Se lanzó a la guerra creyendo que Inglaterra no respondería y que EEUU se mantendría neutral. Cuando advirtió que no sería así, inmediatamente puso rumbo a la rendición. No hizo nada para ganar, y al contrario hizo todo para perder.
Esto no lo decimos nosotros. El desempeño de la cúpula militar fue juzgado por las propias Fuerzas Armadas. El conocido Informe Rattenbach, una investigación iniciada en 1982 por una Comisión nombrada por las mismas Fuerzas Armadas, determinó que los responsables de la derrota eran las cúpulas militares. Los calificó de alta traición, y propuso penas de muerte para los principales jefes. No dijo que la guerra no podía ganarse, sino que se perdió por la traición de los jefes.
Esto fue ocultado por todas las fuerzas patronales dependientes del imperialismo, que aprovecharon la derrota para inculcar que no podemos enfrentar a los poderosos. Es lo que se llamó la “desmalvinización”.
Pero no fue así: podíamos ganar. Para eso, hace falta una dirección política y militar que quiera ganarla, y haga todo lo necesario para ello. Que desarrolle una gran movilización de masas, en el país agredido y en todo el mundo, por el triunfo.
No serán militantes cobardes ni políticos capitalistas al servicio de intereses patronales. Una dirección así solo puede salir de la clase obrera a la cabeza de los oprimidos, los que no tienen nada que perder y están obligados a matar o morir en defensa de su “patria”, de la patria obrera, sus familias, sus compañeros, sus amigos, sus ciudades y barriadas”. 

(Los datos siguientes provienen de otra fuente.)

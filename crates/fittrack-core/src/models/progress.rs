// ABOUTME: Progress entry model: one dated weight and activity record per subject
// ABOUTME: Entries are created by the record-progress action and never updated
//
// SPDX-License-Identifier: MIT OR Apache-2.0
// Copyright (c) 2025 FitTrack Contributors

use chrono::{DateTime, NaiveDate, Utc};
use serde::{Deserialize, Serialize};
use uuid::Uuid;

use super::non_negative_count;
use crate::errors::{AppError, AppResult};

/// One dated measurement/activity record for a subject
#[derive(Debug, Clone, Serialize, Deserialize, PartialEq)]
pub struct ProgressEntry {
    /// Unique identifier
    pub id: Uuid,
    /// Owning subject
    pub subject_id: Uuid,
    /// Calendar date assigned at creation
    pub date: NaiveDate,
    /// Body weight in kilograms
    pub weight_kg: f64,
    /// Workouts completed that day
    pub workouts_completed: u32,
    /// Free-text notes
    pub notes: String,
    /// Creation timestamp, used to order entries sharing a date
    pub created_at: DateTime<Utc>,
}

/// Body of the record-progress action
#[derive(Debug, Clone, Serialize, Deserialize)]
pub struct RecordProgressRequest {
    /// Subject the entry belongs to
    #[serde(default, alias = "user_id")]
    pub subject_id: Option<Uuid>,
    /// Body weight in kilograms (defaults to 0)
    #[serde(default)]
    pub weight_kg: Option<f64>,
    /// Workouts completed (defaults to 0)
    #[serde(default)]
    pub workouts_completed: Option<i64>,
    /// Free-text notes (defaults to empty)
    #[serde(default)]
    pub notes: Option<String>,
}

/// A validated progress entry ready to be stored
#[derive(Debug, Clone, PartialEq)]
pub struct NewProgressEntry {
    /// Owning subject
    pub subject_id: Uuid,
    /// Body weight in kilograms
    pub weight_kg: f64,
    /// Workouts completed
    pub workouts_completed: u32,
    /// Free-text notes
    pub notes: String,
}

impl TryFrom<RecordProgressRequest> for NewProgressEntry {
    type Error = AppError;

    fn try_from(request: RecordProgressRequest) -> AppResult<Self> {
        let subject_id = request
            .subject_id
            .ok_or_else(|| AppError::missing_field("subject_id"))?;

        let weight_kg = request.weight_kg.unwrap_or(0.0);
        if !weight_kg.is_finite() || weight_kg < 0.0 {
            return Err(AppError::invalid_input(
                "weight_kg must be a non-negative number",
            ));
        }

        let workouts_completed =
            non_negative_count("workouts_completed", request.workouts_completed.unwrap_or(0))?;

        Ok(Self {
            subject_id,
            weight_kg,
            workouts_completed,
            notes: request.notes.unwrap_or_default(),
        })
    }
}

¿Se puede derrotar al imperialismo?

De aquí, se desprenden dos grandes conclusiones. 

En primer lugar, que se puede derrotar al imperialismo. Ahora, dicen que es mejor “llevarse bien con los países poderosos”. Un discurso de resignación, aceptación cobarde de la sumisión.

Malvinas fue una derrota para Argentina, pero pudimos ganar. Los ejemplos de Irak en el 2006, y Afganistán en el 2011, además de Vietnam, muestran que se puede.

El PST propuso un programa para vencer: expropiar todas las propiedades británicas, dejar de pagar la deuda, tomar rehenes a grandes empresarios ingleses, y al Secretario de Estado de EE.UU., Alexandre Haig, que visitó Argentina. Reclamar solidaridad efectiva de Sudamérica, que manifestó voluntad de ayudar. Y sobre todo, dar libertades completas a los trabajadores y el pueblo para que, con sus iniciativas, pusieran la fuerza necesaria.

La clave es la dirección

La segunda conclusión, es que para ganar hace falta una dirección decidida. La Junta trabajó para la derrota.

Esta conclusión vale no solo para la guerra. Este gobierno de la mano de Trump nos ataca. Pero la dirección histórica de la clase obrera y el pueblo, el peronismo, no sirve más que para la derrota. Necesitamos una nueva dirección política para la clase obrera, para enfrentar al capitalismo.